とはいえ、次のような方法を試すことができます。状況によっては、直列抵抗を追加し、必要な値を得るための“微調整”用としてポットを使うことができます。適切な抵抗値の直列抵抗とポットを使えば、ポットの感度は大幅に弱まります。ポットを帰還抵抗と並列に置くこともできます。この場合も、ポットの効果を引き出すには、帰還抵抗の値を適切な大きさにすることが重要です。この方法の利点は、0 までの全域が対象になることです。
もっとよい方法は、デジタル制御のポテンショメータ、つまり“digiPOT(デジポット、デジタル・ポテンションメータ)”を使用することです。デジポットはきわめて正確であり、摩耗、振動、ドリフト、サイズ、機械的調整、環境問題など、ポットの典型的なさまざまな問題を回避することができます。デジタル制御としては、SPI、I2C、プッシュボタン、アップ/ダウン・インターフェースなどいくつかのオプションがあり、調整は正確で再現性があります。デジポットはレオスタット(可変抵抗器)にもなります。これは、ポットの端子の1 つをワイパーに接続して可変抵抗器にしたものです。デジポットは、非反転と反転の両方のオペアンプ構成に対応します。

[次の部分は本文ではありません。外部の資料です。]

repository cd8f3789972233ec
//! Segment selection: window the timeline and drop rejected cues.

use serde::{Deserialize, Serialize};

use autocut_common::error::{AutocutError, AutocutResult};
use autocut_timeline::{RejectionSet, TimedEntry};

/// Inclusive 1-based window of entry indices.
#[derive(Debug, Clone, Copy, PartialEq, Eq, Serialize, Deserialize)]
pub struct SelectionWindow {
    pub start_index: usize,
    pub end_index: usize,
}

impl SelectionWindow {
    pub fn new(start_index: usize, end_index: usize) -> Self {
        Self {
            start_index,
            end_index,
        }
    }

    /// Window covering every entry of a timeline with `total` entries.
    pub fn full(total: usize) -> Self {
        Self::new(1, total)
    }

    /// Check the window against a timeline of `total` entries.
    pub fn validate(&self, total: usize) -> AutocutResult<()> {
        if self.start_index < 1 || self.end_index < self.start_index || self.end_index > total {
            return Err(AutocutError::Range {
                start: self.start_index,
                end: self.end_index,
                total,
            });
        }
        Ok(())
    }
}

/// Result of a selection pass.
#[derive(Debug, Clone, PartialEq)]
pub struct Selection {
    /// Surviving entries in original order.
    pub retained: Vec<TimedEntry>,

    /// Entries inside the window.
    pub considered: usize,

    /// Start of the first windowed entry.
    pub clip_start: f64,

    /// End of the last windowed entry.
    pub clip_end: f64,
}

impl Selection {
    pub fn rejected(&self) -> usize {
        self.considered - self.retained.len()
    }

    pub fn clip_duration(&self) -> f64 {
        (self.clip_end - self.clip_start).max(0.0)
    }
}

/// Keep entries inside `window` whose trimmed text is not rejected.
pub fn select(
    entries: &[TimedEntry],
    window: SelectionWindow,
    rejections: &RejectionSet,
) -> AutocutResult<Selection> {
    window.validate(entries.len())?;

    let windowed = &entries[window.start_index - 1..window.end_index];
    let retained: Vec<TimedEntry> = windowed
        .iter()
        .filter(|entry| !rejections.contains(&entry.text))
        .cloned()
        .collect();

    let selection = Selection {
        considered: windowed.len(),
        clip_start: windowed[0].start,
        clip_end: windowed[windowed.len() - 1].end,
        retained,
    };

    tracing::info!(
        considered = selection.considered,
        retained = selection.retained.len(),
        rejected = selection.rejected(),
        "Selected subtitle entries"
    );

    Ok(selection)
}

#[cfg(test)]
mod tests {
    use super::*;
    use proptest::prelude::*;

    fn sample() -> Vec<TimedEntry> {
        vec![
            TimedEntry::new(1, 0.0, 1.0, "ok"),
            TimedEntry::new(2, 1.0, 2.5, "hello"),
            TimedEntry::new(3, 2.5, 4.0, "ok"),
        ]
    }

    #[test]
    fn test_rejects_filler() {
        let rejections = RejectionSet::from_lines(["ok"]);
        let selection = select(&sample(), SelectionWindow::new(1, 3), &rejections).unwrap();
        assert_eq!(selection.retained, vec![TimedEntry::new(2, 1.0, 2.5, "hello")]);
        assert_eq!(selection.considered, 3);
        assert_eq!(selection.rejected(), 2);
        assert_eq!(selection.clip_start, 0.0);
        assert_eq!(selection.clip_end, 4.0);
    }

    #[test]
    fn test_rejection_trims_cue_text() {
        let entries = vec![TimedEntry::new(1, 0.0, 1.0, "  ok \n")];
        let rejections = RejectionSet::from_lines(["ok"]);
        let selection = select(&entries, SelectionWindow::full(1), &rejections).unwrap();
        assert!(selection.retained.is_empty());
    }

    #[test]
    fn test_window_bounds() {
        let rejections = RejectionSet::new();
        let single = select(&sample(), SelectionWindow::new(1, 1), &rejections).unwrap();
        assert_eq!(single.retained.len(), 1);
        assert_eq!(single.clip_end, 1.0);

        let middle = select(&sample(), SelectionWindow::new(2, 3), &rejections).unwrap();
        assert_eq!(middle.retained[0].index, 2);
        assert_eq!(middle.clip_start, 1.0);
    }

    #[test]
    fn test_invalid_windows() {
        let rejections = RejectionSet::new();
        for (start, end) in [(0, 2), (3, 2), (1, 4)] {
            let err = select(&sample(), SelectionWindow::new(start, end), &rejections).unwrap_err();
            assert!(matches!(err, AutocutError::Range { total: 3, .. }));
        }
        assert!(select(&[], SelectionWindow::new(1, 1), &rejections).is_err());
    }

    proptest! {
        #[test]
        fn prop_range_error_iff_window_invalid(
            total in 0usize..20,
            start in 0usize..25,
            end in 0usize..25,
        ) {
            let entries: Vec<TimedEntry> = (0..total)
                .map(|i| TimedEntry::new(i + 1, i as f64, i as f64 + 1.0, format!("cue {i}")))
                .collect();
            let result = select(&entries, SelectionWindow::new(start, end), &RejectionSet::new());
            let invalid = start < 1 || end < start || end > total;
            prop_assert_eq!(result.is_err(), invalid);
            if let Ok(selection) = result {
                prop_assert_eq!(selection.retained.len(), end - start + 1);
            }
        }

        #[test]
        fn prop_retained_count_matches_non_rejected(
            texts in proptest::collection::vec(prop_oneof![Just("ok"), Just("keep"), Just(" ok ")], 1..30),
        ) {
            let entries: Vec<TimedEntry> = texts
                .iter()
                .enumerate()
                .map(|(i, t)| TimedEntry::new(i + 1, i as f64, i as f64 + 0.5, *t))
                .collect();
            let rejections = RejectionSet::from_lines(["ok"]);
            let selection = select(&entries, SelectionWindow::full(entries.len()), &rejections).unwrap();
            let expected = texts.iter().filter(|t| t.trim() != "ok").count();
            prop_assert_eq!(selection.retained.len(), expected);
            prop_assert!(selection.retained.windows(2).all(|w| w[0].index < w[1].index));
        }
    }
}
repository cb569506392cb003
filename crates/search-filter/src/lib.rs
//! Compiles package search queries into typed predicates.
//!
//! ```
//! use search_filter::compile;
//!
//! let compilation = compile("vapor author:apple stars:>1000 stars:lots");
//! assert_eq!(compilation.query.free_text_terms, vec!["vapor"]);
//!
//! let chips: Vec<String> = compilation
//!     .query
//!     .view_models()
//!     .iter()
//!     .map(|view| view.description())
//!     .collect();
//! assert_eq!(chips, vec!["author is apple", "stars is greater than 1,000"]);
//!
//! // `stars:lots` is reported, not fatal.
//! assert_eq!(compilation.issues.len(), 1);
//! ```

pub mod compiler;
pub mod error;
pub mod filters;
pub mod predicate;
pub mod registry;

pub use compiler::{Compilation, CompiledQuery, Compiler, compile};
pub use error::{CompileErrors, CompileIssue, ExpectedValue, FilterError, RegistryError};
pub use filters::{Filter, SearchFilter};
pub use predicate::{BindableValue, Predicate, ViewModel};
pub use registry::{FilterKind, FilterRegistry};
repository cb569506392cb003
//! SQL rendering tests
//!
//! These tests compile queries with the standard registry and render them
//! against the default column map in each dialect.

mod mysql;
mod postgres;
mod safety;
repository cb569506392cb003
pub mod core;
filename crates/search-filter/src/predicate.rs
use model::core::{relation::BinaryRelation, value::Value};
use search_syntax::{ComparisonOperator, FilterExpression};
use serde::{Deserialize, Serialize};
use std::fmt;

/// A predicate operand and how it may reach the query layer.
#[derive(Debug, Clone, PartialEq, Eq, Serialize, Deserialize)]
#[serde(tag = "kind", content = "value", rename_all = "snake_case")]
pub enum BindableValue {
    /// User supplied; must be passed as a query parameter.
    Bind(Value),
    /// Drawn from a closed set of known values; safe to inline.
    Literal(Value),
}

impl BindableValue {
    pub fn value(&self) -> &Value {
        match self {
            BindableValue::Bind(value) | BindableValue::Literal(value) => value,
        }
    }

    pub fn is_bound(&self) -> bool {
        matches!(self, BindableValue::Bind(_))
    }
}

/// A validated filter condition, ready to be combined with other predicates
/// by a query builder.
#[derive(Debug, Clone, PartialEq, Eq, Serialize, Deserialize)]
pub struct Predicate {
    pub key: String,
    pub operator: ComparisonOperator,
    pub relation: BinaryRelation,
    pub bindable_value: BindableValue,
    pub display_value: String,
    /// Value text that parses back into the same predicate.
    pub query_value: String,
}

impl Predicate {
    pub fn new(
        key: &str,
        operator: ComparisonOperator,
        relation: BinaryRelation,
        bindable_value: BindableValue,
        display_value: impl Into<String>,
    ) -> Self {
        let display_value = display_value.into();
        Predicate {
            key: key.to_string(),
            operator,
            relation,
            bindable_value,
            query_value: display_value.clone(),
            display_value,
        }
    }

    pub fn with_query_value(mut self, query_value: impl Into<String>) -> Self {
        self.query_value = query_value.into();
        self
    }

    pub fn value(&self) -> &Value {
        self.bindable_value.value()
    }

    /// Checks a stored column value against this predicate without a database.
    pub fn matches(&self, stored: &Value) -> bool {
        self.relation.evaluate(stored, self.value())
    }

    pub fn view_model(&self) -> ViewModel {
        ViewModel {
            key: self.key.clone(),
            operator: self.operator,
            display_value: self.display_value.clone(),
        }
    }

    /// The filter token this predicate was compiled from, in canonical form.
    pub fn to_expression(&self) -> FilterExpression {
        FilterExpression::new(self.key.clone(), self.operator, self.query_value.clone())
    }
}

impl fmt::Display for Predicate {
    fn fmt(&self, f: &mut fmt::Formatter<'_>) -> fmt::Result {
        write!(f, "{} {} {}", self.key, self.relation, self.value())
    }
}

/// Rendering-only projection of a predicate.
#[derive(Debug, Clone, PartialEq, Eq, Serialize, Deserialize)]
pub struct ViewModel {
    pub key: String,
    pub operator: ComparisonOperator,
    pub display_value: String,
}

impl ViewModel {
    /// Reads like `stars is greater than 1,000`.
    pub fn description(&self) -> String {
        format!(
            "{} {} {}",
            self.key,
            self.operator.description(),
            self.display_value
        )
    }
}

impl fmt::Display for ViewModel {
    fn fmt(&self, f: &mut fmt::Formatter<'_>) -> fmt::Result {
        write!(f, "{}", self.description())
    }
}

デジポットの帯域幅は、抵抗値に比例し広範囲にわたります。たとえば、1k に設定したデジポットの帯域幅は約5MHz ですが、10k に設定すると500kHz の帯域幅になります。部品としての汎用性は高く、設計者の「ツールボックス」に新しいツールが加わるようなものです。低消費電力、小さいフットプリント、高い信頼性を備えたデジポットは、従来の方法に代わる魅力的なソリューションです。
デジポットも、ほかの大部分の部品と同じく単純なビルディング・ブロックのデバイスですが、考慮に入れなければならない点がたくさんあります。これらのデバイス(およびすべてのアナログ・デバイセズ部品)については、データシートに詳細な情報が記載されています。設計作業を最適化するためには、データシートを熟読されることをお勧めいたします。